**Exercise instructions**
Using the listing, work out the number of lines where "recordedAt" shows up, and answer with that number alone.

**Information supplied**
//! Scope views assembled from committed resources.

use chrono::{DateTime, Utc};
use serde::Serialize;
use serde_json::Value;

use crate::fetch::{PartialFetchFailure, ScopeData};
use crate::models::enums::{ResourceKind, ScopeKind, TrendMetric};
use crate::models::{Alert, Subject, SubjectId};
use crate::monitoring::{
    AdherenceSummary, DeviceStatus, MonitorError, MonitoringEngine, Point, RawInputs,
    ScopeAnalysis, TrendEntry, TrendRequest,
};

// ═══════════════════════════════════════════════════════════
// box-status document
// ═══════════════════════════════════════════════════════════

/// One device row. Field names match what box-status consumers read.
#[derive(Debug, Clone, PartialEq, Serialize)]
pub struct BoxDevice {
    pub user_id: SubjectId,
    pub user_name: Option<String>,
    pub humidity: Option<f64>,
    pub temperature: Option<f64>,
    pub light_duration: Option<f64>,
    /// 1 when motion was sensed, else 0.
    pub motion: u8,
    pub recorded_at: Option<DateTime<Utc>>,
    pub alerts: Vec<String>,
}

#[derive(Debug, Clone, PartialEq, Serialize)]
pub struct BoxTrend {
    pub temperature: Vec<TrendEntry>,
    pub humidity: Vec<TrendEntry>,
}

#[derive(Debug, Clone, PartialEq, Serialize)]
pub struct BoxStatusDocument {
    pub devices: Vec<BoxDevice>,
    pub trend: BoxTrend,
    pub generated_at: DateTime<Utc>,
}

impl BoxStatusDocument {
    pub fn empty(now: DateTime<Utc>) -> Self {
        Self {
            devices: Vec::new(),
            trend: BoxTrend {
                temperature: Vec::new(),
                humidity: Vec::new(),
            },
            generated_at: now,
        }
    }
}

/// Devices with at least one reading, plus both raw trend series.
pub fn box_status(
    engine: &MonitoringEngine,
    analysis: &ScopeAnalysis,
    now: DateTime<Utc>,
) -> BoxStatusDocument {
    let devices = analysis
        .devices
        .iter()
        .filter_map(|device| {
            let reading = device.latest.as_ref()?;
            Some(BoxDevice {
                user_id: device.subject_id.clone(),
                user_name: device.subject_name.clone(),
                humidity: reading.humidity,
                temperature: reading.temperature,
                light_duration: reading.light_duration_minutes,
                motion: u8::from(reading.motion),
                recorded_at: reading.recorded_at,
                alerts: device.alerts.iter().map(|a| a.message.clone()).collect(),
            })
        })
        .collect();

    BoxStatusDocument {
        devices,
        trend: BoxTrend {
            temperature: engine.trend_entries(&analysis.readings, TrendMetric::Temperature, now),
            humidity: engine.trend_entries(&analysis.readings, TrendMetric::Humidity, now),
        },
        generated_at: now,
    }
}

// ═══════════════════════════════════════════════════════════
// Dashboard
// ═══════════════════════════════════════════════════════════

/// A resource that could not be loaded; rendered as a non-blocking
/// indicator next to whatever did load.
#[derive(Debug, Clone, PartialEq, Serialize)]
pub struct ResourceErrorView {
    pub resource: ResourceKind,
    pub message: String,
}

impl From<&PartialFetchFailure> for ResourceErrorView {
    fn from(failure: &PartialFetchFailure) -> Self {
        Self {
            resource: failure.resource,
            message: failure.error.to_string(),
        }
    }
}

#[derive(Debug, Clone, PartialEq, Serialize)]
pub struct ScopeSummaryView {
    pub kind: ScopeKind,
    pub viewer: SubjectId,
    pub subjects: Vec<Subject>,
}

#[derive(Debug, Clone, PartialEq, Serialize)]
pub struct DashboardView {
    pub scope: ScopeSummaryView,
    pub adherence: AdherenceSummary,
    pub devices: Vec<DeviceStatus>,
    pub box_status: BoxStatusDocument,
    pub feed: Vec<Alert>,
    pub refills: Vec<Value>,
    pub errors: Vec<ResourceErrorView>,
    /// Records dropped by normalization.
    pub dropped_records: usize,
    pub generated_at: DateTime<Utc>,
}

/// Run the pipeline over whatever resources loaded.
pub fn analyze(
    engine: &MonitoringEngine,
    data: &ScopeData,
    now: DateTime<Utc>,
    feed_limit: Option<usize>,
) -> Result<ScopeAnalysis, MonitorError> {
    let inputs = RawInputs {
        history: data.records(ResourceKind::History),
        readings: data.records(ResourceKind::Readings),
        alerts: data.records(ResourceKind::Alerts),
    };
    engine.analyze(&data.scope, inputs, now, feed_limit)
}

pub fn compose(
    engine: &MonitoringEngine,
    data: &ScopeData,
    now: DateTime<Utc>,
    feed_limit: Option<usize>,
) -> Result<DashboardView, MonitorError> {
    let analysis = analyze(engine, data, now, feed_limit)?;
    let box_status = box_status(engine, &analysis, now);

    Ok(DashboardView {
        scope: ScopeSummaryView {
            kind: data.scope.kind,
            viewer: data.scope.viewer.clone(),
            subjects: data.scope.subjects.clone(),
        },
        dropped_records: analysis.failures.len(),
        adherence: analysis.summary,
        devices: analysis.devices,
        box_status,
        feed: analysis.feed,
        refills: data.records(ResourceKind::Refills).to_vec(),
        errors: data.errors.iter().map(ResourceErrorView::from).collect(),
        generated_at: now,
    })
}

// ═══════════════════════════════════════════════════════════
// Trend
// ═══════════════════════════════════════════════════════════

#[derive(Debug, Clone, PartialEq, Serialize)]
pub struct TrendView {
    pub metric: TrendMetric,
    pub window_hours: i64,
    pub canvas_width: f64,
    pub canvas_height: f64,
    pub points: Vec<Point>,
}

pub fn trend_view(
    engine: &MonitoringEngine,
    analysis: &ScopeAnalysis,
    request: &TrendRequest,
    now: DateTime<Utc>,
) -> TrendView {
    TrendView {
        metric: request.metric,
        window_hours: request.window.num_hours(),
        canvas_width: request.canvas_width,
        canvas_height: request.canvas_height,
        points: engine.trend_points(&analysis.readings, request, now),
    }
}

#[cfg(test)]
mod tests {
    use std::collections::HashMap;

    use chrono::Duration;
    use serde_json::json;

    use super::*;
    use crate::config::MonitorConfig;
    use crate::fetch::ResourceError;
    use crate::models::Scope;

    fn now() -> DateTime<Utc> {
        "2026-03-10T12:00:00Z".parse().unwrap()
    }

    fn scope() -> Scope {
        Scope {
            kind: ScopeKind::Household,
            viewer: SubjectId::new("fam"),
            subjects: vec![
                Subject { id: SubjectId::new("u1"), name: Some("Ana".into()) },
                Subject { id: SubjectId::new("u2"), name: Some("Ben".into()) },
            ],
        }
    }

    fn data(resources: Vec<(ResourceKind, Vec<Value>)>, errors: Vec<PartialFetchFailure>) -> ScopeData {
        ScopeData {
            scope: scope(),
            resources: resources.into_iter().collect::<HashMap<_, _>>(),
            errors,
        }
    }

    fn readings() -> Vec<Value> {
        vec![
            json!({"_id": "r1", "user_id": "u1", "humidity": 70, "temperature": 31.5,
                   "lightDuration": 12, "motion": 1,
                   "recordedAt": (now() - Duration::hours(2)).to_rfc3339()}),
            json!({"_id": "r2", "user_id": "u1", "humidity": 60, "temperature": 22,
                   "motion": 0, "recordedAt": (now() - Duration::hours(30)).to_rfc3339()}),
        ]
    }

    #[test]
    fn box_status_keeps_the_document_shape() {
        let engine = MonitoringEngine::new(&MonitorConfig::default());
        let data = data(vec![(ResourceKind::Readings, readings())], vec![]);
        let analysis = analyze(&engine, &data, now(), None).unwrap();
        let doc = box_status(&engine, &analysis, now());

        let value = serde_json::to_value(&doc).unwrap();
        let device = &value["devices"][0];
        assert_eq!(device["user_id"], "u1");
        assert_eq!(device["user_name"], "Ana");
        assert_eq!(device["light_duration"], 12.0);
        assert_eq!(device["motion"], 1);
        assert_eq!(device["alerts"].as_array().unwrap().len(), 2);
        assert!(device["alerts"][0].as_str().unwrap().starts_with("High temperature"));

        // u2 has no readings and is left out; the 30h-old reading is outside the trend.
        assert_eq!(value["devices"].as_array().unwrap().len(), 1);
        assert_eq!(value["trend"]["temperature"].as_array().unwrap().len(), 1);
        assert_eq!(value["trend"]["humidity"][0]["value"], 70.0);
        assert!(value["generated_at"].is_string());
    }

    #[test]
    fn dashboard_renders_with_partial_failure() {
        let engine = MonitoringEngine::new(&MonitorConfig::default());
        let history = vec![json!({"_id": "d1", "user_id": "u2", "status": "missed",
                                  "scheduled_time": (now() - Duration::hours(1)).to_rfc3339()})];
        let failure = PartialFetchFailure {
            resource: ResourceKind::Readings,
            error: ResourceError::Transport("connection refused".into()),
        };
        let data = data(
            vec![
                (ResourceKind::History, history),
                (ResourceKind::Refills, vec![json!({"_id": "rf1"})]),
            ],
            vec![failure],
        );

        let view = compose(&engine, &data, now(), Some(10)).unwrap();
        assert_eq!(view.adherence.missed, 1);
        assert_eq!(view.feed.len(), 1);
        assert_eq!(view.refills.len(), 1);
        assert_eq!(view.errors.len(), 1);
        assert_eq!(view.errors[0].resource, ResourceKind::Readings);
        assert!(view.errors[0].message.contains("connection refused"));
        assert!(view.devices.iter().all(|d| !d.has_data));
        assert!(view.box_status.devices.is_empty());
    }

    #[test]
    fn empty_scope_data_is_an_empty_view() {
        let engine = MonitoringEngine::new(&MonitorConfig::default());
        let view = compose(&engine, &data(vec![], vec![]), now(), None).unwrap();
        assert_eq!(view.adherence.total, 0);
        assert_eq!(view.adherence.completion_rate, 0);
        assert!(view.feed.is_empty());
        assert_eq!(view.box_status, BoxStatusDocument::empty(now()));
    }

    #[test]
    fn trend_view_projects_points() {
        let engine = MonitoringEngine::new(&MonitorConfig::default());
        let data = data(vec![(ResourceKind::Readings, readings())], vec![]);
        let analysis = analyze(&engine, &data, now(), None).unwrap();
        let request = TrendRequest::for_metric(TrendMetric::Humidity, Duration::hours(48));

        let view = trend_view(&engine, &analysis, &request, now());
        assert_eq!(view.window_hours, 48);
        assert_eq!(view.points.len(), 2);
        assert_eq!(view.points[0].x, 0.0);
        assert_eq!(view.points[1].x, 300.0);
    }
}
---
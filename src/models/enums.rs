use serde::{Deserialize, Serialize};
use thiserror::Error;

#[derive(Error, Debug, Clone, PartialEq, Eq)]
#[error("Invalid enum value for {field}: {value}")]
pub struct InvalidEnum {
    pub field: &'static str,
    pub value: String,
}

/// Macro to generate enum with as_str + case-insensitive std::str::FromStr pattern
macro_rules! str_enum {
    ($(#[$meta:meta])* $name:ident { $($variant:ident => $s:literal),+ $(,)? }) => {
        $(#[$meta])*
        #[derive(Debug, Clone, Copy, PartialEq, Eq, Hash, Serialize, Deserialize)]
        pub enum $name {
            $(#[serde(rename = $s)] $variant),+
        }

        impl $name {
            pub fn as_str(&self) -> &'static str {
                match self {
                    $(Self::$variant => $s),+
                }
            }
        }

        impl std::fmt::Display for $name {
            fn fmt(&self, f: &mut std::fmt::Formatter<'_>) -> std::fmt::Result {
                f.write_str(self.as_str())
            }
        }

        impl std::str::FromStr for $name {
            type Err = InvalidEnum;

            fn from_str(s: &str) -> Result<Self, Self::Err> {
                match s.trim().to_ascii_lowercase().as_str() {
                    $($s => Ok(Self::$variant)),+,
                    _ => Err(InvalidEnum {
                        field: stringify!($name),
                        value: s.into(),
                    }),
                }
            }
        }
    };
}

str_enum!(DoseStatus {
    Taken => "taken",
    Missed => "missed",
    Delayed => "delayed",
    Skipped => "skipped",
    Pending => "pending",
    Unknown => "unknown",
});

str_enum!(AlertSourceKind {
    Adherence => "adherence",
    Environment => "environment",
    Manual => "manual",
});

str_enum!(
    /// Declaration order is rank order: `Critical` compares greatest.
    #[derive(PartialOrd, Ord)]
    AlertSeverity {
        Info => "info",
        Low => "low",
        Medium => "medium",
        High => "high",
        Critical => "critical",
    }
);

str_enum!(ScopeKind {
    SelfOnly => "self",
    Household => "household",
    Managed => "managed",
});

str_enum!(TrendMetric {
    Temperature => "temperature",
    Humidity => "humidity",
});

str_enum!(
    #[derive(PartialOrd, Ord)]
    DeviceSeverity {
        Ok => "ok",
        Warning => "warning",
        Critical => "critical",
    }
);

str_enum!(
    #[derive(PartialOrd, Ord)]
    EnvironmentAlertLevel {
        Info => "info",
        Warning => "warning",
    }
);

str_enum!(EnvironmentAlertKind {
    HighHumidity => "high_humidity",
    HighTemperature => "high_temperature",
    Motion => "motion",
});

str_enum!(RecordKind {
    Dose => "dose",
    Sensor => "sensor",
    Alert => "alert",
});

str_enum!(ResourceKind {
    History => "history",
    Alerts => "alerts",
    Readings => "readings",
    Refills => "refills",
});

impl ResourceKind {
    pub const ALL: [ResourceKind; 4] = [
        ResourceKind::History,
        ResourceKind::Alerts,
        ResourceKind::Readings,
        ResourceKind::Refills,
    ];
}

**Solution for this task**
2